Problem to work on:
Nothing but the lines from the line with "pub fn expire_session_cookies(secure: bool)" through the end of the data is to be copied, and each is to be copied exactly.

Data section:
══════════════════════════════

//! CLI command handlers.

pub mod config;
pub mod start;

use std::path::Path;

use anyhow::Result;
use ymir_config::LoadedConfig;

/// Shared context for all commands.
#[derive(Debug, Clone)]
pub struct Context {
    /// Verbose output enabled.
    pub verbose: bool,
}

/// Load configuration and print any loader warnings.
pub fn load(explicit: Option<&Path>) -> Result<LoadedConfig> {
    let loaded = ymir_config::load_config(explicit)?;
    for warning in &loaded.warnings {
        eprintln!("warning: {}", warning);
    }
    Ok(loaded)
}
//! HTTP routes.

pub mod auth;
pub mod health;
pub mod logout;
pub mod page;
pub mod profile;

pub use auth::{
    CallbackParams, LOGIN_FAILED, SignOutResponse, auth_routes, callback_handler,
    get_session_handler, sign_in_handler, sign_out_handler,
};
pub use health::{HealthResponse, health_routes};
pub use logout::{LogoutResponse, logout_handler, upstream_logout_url};
pub use page::{PageParams, escape_html, page_handler};
pub use profile::profile_handler;
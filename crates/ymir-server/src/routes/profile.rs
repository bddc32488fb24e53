//! Profile proxy to the DLAI resource API.

use axum::{
    extract::State,
    http::{HeaderValue, StatusCode, header},
    response::{IntoResponse, Response},
};
use tracing::{debug, warn};

use crate::error::{Result, ServerError};
use crate::session::CurrentSession;
use crate::state::AppState;

/// `GET /api/profile`
///
/// Forwards the session's DLAI bearer token to `{api_url}/user/profile`. Any
/// upstream 2xx becomes a `200` carrying the upstream body and `Content-Type`
/// unchanged (`application/json` when upstream sends none).
pub async fn profile_handler(
    State(state): State<AppState>,
    CurrentSession(session): CurrentSession,
) -> Result<Response> {
    let session = session.ok_or_else(|| ServerError::Unauthorized("Not authenticated".to_string()))?;
    let token = session
        .user
        .dlai_jwt_token
        .as_deref()
        .filter(|t| !t.is_empty())
        .ok_or_else(|| ServerError::Unauthorized("No DLAI token".to_string()))?;

    let url = format!("{}/user/profile", state.config.api_url);
    debug!(user_id = %session.user.base.id, "Fetching DLAI profile");

    let response = state
        .http
        .get(&url)
        .bearer_auth(token)
        .send()
        .await
        .map_err(|e| {
            warn!(error = %e, "DLAI API unreachable");
            ServerError::BadGateway(format!("DLAI API unreachable: {}", e.without_url()))
        })?;

    let status = response.status();
    if !status.is_success() {
        return Err(ServerError::Upstream {
            status: status.as_u16(),
            message: format!("DLAI API error: {}", status.as_u16()),
        });
    }

    let content_type = response
        .headers()
        .get(header::CONTENT_TYPE)
        .cloned()
        .unwrap_or_else(|| HeaderValue::from_static("application/json"));

    let body = response
        .bytes()
        .await
        .map_err(|e| {
            ServerError::BadGateway(format!(
                "Failed to read DLAI API response: {}",
                e.without_url()
            ))
        })?;

    Ok((StatusCode::OK, [(header::CONTENT_TYPE, content_type)], body).into_response())
}
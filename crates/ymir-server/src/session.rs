//! Cookie-backed sessions.
//!
//! Three encrypted cookies are involved:
//!
//! - `ymir.session_token`: the base session (user + session metadata)
//! - `dlai_account_data`: the DLAI account fields from the identity token
//! - `ymir.oauth_state`: PKCE verifier and state between sign-in and callback
//!
//! Reads never fail: a missing, undecryptable, malformed or expired cookie is
//! simply absent.

use std::convert::Infallible;

use axum::extract::FromRequestParts;
use axum::http::request::Parts;
use axum_extra::extract::cookie::{Cookie, CookieJar, PrivateCookieJar, SameSite};
use chrono::{DateTime, Utc};
use serde::{Deserialize, Serialize};
use ymir_oauth::{AccountData, UserInfo};

use crate::state::AppState;

pub const SESSION_COOKIE: &str = "ymir.session_token";
pub const ACCOUNT_COOKIE: &str = "dlai_account_data";
pub const OAUTH_STATE_COOKIE: &str = "ymir.oauth_state";

/// Path the OAuth state cookie is scoped to.
pub const OAUTH_STATE_PATH: &str = "/api/auth";

pub const SESSION_MAX_AGE: time::Duration = time::Duration::days(7);
pub const ACCOUNT_MAX_AGE: time::Duration = time::Duration::days(30);
pub const OAUTH_STATE_MAX_AGE: time::Duration = time::Duration::minutes(10);

/// Session metadata.
#[derive(Debug, Clone, PartialEq, Eq, Serialize, Deserialize)]
#[serde(rename_all = "camelCase")]
pub struct SessionInfo {
    pub id: String,
    pub user_id: String,
    pub created_at: DateTime<Utc>,
    pub expires_at: DateTime<Utc>,
}

/// The base session stored in the session cookie.
#[derive(Debug, Clone, PartialEq, Eq, Serialize, Deserialize)]
pub struct SessionData {
    pub user: UserInfo,
    pub session: SessionInfo,
}

impl SessionData {
    /// Start a new session for `user`.
    pub fn new(user: UserInfo) -> Self {
        let created_at = Utc::now();
        let lifetime = chrono::Duration::seconds(SESSION_MAX_AGE.whole_seconds());
        Self {
            session: SessionInfo {
                id: uuid::Uuid::new_v4().to_string(),
                user_id: user.id.clone(),
                created_at,
                expires_at: created_at + lifetime,
            },
            user,
        }
    }

    pub fn is_expired(&self) -> bool {
        self.session.expires_at <= Utc::now()
    }
}

/// User as seen by session readers: the base user plus the DLAI fields.
#[derive(Debug, Clone, PartialEq, Eq, Serialize, Deserialize)]
#[serde(rename_all = "camelCase")]
pub struct SessionUser {
    #[serde(flatten)]
    pub base: UserInfo,
    pub dlai_jwt_token: Option<String>,
    pub dlai_user_id: Option<i64>,
    pub dlai_user_hash: Option<String>,
}

/// Enriched session.
#[derive(Debug, Clone, PartialEq, Eq, Serialize, Deserialize)]
pub struct Session {
    pub user: SessionUser,
    pub session: SessionInfo,
}

/// Attach the DLAI account fields to a base session.
pub fn enrich(base: SessionData, account: Option<AccountData>) -> Session {
    let (token, user_id, hash) = match account {
        Some(data) => (
            Some(data.dlai_jwt_token),
            Some(data.dlai_user_id),
            data.dlai_user_hash,
        ),
        None => (None, None, None),
    };

    Session {
        user: SessionUser {
            base: base.user,
            dlai_jwt_token: token,
            dlai_user_id: user_id,
            dlai_user_hash: hash,
        },
        session: base.session,
    }
}

/// Read the base session from the session cookie.
pub fn read_session(jar: &PrivateCookieJar) -> Option<SessionData> {
    let cookie = jar.get(SESSION_COOKIE)?;
    let data: SessionData = match serde_json::from_str(cookie.value()) {
        Ok(data) => data,
        Err(e) => {
            tracing::debug!(error = %e, "Ignoring malformed session cookie");
            return None;
        }
    };
    if data.is_expired() {
        tracing::debug!(session_id = %data.session.id, "Session expired");
        return None;
    }
    Some(data)
}

/// Read the DLAI account fields from the account cookie.
pub fn read_account_data(jar: &PrivateCookieJar) -> Option<AccountData> {
    jar.get(ACCOUNT_COOKIE)
        .and_then(|cookie| AccountData::parse(cookie.value()))
}

/// Read and enrich the current session.
pub fn load_session(jar: &PrivateCookieJar) -> Option<Session> {
    let base = read_session(jar)?;
    Some(enrich(base, read_account_data(jar)))
}

/// Extractor for the current (possibly absent) session.
#[derive(Debug, Clone)]
pub struct CurrentSession(pub Option<Session>);

impl FromRequestParts<AppState> for CurrentSession {
    type Rejection = Infallible;

    async fn from_request_parts(
        parts: &mut Parts,
        state: &AppState,
    ) -> Result<Self, Self::Rejection> {
        let jar = PrivateCookieJar::from_headers(&parts.headers, state.cookie_key.clone());
        Ok(CurrentSession(load_session(&jar)))
    }
}

// ─────────────────────────────────────────────────────────────────────────────
// Sign-out
// ─────────────────────────────────────────────────────────────────────────────

/// Result of a best-effort local sign-out.
#[derive(Debug, Clone, PartialEq, Eq)]
pub enum SignOutOutcome {
    /// A live session was found and terminated.
    SignedOut { session_id: String, user_id: String },
    /// Nothing could be terminated; cookie cleanup proceeds regardless.
    Failed { reason: String },
}

impl SignOutOutcome {
    pub fn is_signed_out(&self) -> bool {
        matches!(self, SignOutOutcome::SignedOut { .. })
    }
}

/// Terminate the local session carried by `jar`.
pub fn sign_out(jar: &PrivateCookieJar) -> SignOutOutcome {
    if jar.get(SESSION_COOKIE).is_none() {
        return SignOutOutcome::Failed {
            reason: "no readable session cookie".to_string(),
        };
    }
    match read_session(jar) {
        Some(data) => SignOutOutcome::SignedOut {
            session_id: data.session.id,
            user_id: data.user.id,
        },
        None => SignOutOutcome::Failed {
            reason: "session cookie is malformed or expired".to_string(),
        },
    }
}

// ─────────────────────────────────────────────────────────────────────────────
// Cookie builders
// ─────────────────────────────────────────────────────────────────────────────

fn cookie(
    name: &'static str,
    value: String,
    path: &'static str,
    max_age: time::Duration,
    secure: bool,
) -> Cookie<'static> {
    Cookie::build((name, value))
        .http_only(true)
        .same_site(SameSite::Lax)
        .path(path)
        .secure(secure)
        .max_age(max_age)
        .build()
}

pub fn session_cookie(value: String, secure: bool) -> Cookie<'static> {
    cookie(SESSION_COOKIE, value, "/", SESSION_MAX_AGE, secure)
}

pub fn account_cookie(value: String, secure: bool) -> Cookie<'static> {
    cookie(ACCOUNT_COOKIE, value, "/", ACCOUNT_MAX_AGE, secure)
}

pub fn oauth_state_cookie(value: String, secure: bool) -> Cookie<'static> {
    cookie(
        OAUTH_STATE_COOKIE,
        value,
        OAUTH_STATE_PATH,
        OAUTH_STATE_MAX_AGE,
        secure,
    )
}

/// An already-expired cookie (`Max-Age=0`) that makes the browser drop `name`.
pub fn expired_cookie(name: &'static str, path: &'static str, secure: bool) -> Cookie<'static> {
    cookie(name, String::new(), path, time::Duration::ZERO, secure)
}

/// Plain jar expiring the session and account cookies.
///
/// Emitted unconditionally, whether or not the request carried them.
pub fn expire_session_cookies(secure: bool) -> CookieJar {
    CookieJar::new()
        .add(expired_cookie(SESSION_COOKIE, "/", secure))
        .add(expired_cookie(ACCOUNT_COOKIE, "/", secure))
}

══════════════════════════════

Answer section:
pub fn expire_session_cookies(secure: bool) -> CookieJar {
    CookieJar::new()
        .add(expired_cookie(SESSION_COOKIE, "/", secure))
        .add(expired_cookie(ACCOUNT_COOKIE, "/", secure))
}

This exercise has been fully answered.